_What to work on_
Take the data below and extract the lines from the one with "production caller would" to the one with "reentrant no-op lock", inclusive, exactly as written.

[Extracted information Boundary: Start]

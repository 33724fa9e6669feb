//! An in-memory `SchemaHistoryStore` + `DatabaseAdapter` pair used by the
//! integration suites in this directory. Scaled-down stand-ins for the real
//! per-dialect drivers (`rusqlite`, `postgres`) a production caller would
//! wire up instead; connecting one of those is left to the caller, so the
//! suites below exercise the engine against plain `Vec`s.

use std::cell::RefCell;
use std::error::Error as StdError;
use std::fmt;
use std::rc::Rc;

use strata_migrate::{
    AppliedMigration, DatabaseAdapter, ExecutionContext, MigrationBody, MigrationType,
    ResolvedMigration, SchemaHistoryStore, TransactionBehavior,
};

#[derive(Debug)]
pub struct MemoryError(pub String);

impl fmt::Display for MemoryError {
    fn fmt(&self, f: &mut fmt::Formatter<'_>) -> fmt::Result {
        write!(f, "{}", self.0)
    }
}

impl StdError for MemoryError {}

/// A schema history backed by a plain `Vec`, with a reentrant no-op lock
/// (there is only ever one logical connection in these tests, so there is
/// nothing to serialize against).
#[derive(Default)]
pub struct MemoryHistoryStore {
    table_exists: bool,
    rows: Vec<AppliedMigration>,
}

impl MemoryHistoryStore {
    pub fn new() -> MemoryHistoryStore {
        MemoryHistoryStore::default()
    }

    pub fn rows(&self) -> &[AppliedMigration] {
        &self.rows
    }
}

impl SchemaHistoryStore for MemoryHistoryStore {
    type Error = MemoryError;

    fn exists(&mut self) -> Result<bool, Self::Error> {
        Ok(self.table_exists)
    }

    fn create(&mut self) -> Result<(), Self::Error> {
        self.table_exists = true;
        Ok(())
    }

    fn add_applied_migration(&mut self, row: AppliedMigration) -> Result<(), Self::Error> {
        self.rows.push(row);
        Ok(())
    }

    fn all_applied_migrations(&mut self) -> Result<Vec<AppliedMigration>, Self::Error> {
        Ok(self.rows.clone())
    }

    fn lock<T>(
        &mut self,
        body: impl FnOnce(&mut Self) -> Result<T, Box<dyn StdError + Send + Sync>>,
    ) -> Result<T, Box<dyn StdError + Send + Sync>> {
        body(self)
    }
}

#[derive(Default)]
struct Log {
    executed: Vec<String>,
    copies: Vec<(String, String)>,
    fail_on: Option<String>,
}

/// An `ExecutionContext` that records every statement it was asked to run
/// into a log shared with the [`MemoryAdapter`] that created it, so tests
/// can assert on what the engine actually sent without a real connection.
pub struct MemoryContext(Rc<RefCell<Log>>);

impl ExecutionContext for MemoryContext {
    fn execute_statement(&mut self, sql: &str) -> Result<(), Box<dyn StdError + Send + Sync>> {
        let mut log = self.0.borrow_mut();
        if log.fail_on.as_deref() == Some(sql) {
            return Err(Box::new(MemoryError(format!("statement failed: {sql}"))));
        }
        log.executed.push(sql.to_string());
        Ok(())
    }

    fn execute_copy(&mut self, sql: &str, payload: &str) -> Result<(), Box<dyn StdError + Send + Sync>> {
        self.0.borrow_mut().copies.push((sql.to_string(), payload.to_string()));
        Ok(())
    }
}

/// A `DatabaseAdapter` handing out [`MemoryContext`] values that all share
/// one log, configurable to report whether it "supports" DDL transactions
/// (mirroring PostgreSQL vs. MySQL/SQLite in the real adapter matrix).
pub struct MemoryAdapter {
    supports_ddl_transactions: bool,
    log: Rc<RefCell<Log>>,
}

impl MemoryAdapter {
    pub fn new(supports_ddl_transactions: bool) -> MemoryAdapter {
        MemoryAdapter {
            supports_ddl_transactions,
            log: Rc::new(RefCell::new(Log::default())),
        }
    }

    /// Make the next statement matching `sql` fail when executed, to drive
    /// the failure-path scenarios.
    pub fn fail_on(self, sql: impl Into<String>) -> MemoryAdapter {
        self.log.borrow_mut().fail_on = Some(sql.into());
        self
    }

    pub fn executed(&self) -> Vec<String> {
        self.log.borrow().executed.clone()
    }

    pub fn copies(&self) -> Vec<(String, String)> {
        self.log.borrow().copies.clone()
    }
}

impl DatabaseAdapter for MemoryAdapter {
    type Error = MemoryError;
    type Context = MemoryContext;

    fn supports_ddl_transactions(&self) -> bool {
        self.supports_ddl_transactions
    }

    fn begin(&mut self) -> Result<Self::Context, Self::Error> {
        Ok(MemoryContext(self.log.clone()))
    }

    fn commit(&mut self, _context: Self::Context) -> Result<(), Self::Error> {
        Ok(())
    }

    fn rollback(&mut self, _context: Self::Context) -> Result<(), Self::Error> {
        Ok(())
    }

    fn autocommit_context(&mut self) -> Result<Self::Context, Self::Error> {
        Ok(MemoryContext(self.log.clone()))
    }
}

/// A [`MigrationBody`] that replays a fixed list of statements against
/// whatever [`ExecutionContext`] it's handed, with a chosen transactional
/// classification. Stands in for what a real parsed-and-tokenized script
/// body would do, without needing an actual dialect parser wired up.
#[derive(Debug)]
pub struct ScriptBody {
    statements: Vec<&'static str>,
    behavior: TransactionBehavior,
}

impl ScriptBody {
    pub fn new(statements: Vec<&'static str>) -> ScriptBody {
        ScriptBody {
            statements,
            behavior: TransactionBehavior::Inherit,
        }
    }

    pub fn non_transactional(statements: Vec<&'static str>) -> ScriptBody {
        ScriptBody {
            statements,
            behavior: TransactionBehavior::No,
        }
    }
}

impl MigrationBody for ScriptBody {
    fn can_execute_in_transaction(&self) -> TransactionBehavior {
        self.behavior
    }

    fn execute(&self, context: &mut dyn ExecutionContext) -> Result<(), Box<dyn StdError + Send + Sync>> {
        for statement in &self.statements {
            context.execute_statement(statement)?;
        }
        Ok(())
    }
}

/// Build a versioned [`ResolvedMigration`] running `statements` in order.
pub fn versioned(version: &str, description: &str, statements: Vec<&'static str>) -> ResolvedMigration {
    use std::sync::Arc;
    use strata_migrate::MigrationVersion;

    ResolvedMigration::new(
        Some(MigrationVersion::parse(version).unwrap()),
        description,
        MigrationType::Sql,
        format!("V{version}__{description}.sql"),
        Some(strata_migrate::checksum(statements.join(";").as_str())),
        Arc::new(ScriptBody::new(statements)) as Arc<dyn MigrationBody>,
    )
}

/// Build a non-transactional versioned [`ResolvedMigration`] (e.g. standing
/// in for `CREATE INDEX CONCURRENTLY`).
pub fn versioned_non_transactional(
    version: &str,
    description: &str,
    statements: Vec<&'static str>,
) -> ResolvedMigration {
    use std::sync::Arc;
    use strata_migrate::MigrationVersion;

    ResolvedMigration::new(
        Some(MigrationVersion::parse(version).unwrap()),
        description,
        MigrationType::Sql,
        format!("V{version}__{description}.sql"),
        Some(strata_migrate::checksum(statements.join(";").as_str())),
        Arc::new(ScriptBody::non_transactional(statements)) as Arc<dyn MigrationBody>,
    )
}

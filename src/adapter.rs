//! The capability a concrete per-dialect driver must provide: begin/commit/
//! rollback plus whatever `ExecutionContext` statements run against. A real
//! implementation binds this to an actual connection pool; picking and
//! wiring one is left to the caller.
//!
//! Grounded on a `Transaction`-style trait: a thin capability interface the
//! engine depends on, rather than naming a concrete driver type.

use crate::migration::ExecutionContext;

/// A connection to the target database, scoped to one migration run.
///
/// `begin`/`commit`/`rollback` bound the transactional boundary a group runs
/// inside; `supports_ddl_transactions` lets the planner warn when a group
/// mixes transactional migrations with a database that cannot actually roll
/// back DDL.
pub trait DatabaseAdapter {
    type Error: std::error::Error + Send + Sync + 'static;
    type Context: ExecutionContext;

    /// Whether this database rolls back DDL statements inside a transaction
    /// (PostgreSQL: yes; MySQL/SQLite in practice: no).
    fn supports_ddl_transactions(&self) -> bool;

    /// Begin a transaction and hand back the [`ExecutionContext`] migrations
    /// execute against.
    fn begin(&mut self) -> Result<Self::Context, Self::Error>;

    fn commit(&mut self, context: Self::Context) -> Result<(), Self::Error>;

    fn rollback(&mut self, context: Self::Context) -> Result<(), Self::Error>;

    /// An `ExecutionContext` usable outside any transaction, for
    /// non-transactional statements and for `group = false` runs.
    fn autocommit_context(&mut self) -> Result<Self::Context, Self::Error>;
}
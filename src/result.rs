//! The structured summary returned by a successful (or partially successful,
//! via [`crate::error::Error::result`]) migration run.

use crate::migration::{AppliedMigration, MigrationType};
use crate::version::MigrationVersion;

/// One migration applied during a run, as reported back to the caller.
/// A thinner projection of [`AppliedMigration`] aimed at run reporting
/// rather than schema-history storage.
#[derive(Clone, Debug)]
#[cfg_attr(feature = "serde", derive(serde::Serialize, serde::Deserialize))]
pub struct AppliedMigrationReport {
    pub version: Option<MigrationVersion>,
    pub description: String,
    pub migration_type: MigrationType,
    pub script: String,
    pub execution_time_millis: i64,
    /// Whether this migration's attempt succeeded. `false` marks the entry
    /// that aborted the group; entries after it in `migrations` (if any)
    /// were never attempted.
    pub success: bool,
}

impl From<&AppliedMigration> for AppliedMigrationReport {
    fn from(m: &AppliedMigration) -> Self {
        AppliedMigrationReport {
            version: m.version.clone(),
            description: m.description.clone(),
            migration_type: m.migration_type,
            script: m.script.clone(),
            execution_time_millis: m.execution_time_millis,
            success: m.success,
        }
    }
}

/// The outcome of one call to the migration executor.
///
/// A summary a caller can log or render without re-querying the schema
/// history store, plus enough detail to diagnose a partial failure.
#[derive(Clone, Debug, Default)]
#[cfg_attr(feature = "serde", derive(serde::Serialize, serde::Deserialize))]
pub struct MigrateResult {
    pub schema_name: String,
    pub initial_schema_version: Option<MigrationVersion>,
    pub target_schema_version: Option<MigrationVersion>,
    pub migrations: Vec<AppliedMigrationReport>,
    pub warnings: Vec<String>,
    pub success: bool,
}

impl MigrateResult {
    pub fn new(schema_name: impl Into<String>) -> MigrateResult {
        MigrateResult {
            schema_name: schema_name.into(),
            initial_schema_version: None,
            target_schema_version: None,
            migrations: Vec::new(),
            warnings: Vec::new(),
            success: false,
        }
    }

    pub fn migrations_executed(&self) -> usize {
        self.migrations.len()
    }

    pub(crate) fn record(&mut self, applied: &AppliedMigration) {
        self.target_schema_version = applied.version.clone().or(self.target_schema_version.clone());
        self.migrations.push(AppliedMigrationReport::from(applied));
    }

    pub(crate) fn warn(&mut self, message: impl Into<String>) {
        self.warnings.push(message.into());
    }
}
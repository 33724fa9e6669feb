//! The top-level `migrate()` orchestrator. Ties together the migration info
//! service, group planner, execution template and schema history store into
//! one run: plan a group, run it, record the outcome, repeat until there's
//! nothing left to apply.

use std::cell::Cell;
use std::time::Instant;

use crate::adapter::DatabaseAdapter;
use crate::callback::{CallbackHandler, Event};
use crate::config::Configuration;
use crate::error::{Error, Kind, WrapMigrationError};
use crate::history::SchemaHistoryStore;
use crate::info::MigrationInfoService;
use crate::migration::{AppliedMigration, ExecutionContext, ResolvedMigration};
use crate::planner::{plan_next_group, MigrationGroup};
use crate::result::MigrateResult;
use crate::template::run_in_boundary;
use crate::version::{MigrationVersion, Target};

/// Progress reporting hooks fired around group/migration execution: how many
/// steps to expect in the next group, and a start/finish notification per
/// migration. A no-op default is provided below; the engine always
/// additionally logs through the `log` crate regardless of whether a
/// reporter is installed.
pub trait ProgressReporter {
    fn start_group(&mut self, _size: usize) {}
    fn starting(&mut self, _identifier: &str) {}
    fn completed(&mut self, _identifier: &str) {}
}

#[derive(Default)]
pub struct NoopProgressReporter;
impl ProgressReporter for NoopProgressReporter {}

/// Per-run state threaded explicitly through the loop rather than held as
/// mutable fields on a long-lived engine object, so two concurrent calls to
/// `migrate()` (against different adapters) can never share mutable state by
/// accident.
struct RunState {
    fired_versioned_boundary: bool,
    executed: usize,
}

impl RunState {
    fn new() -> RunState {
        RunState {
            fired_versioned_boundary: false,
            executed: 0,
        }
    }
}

[Extracted information Boundary: End]

_Result_
//! per-dialect drivers (`rusqlite`, `postgres`) a production caller would
//! wire up instead; connecting one of those is left to the caller, so the
//! suites below exercise the engine against plain `Vec`s.

use std::cell::RefCell;
use std::error::Error as StdError;
use std::fmt;
use std::rc::Rc;

use strata_migrate::{
    AppliedMigration, DatabaseAdapter, ExecutionContext, MigrationBody, MigrationType,
    ResolvedMigration, SchemaHistoryStore, TransactionBehavior,
};

#[derive(Debug)]
pub struct MemoryError(pub String);

impl fmt::Display for MemoryError {
    fn fmt(&self, f: &mut fmt::Formatter<'_>) -> fmt::Result {
        write!(f, "{}", self.0)
    }
}

impl StdError for MemoryError {}

/// A schema history backed by a plain `Vec`, with a reentrant no-op lock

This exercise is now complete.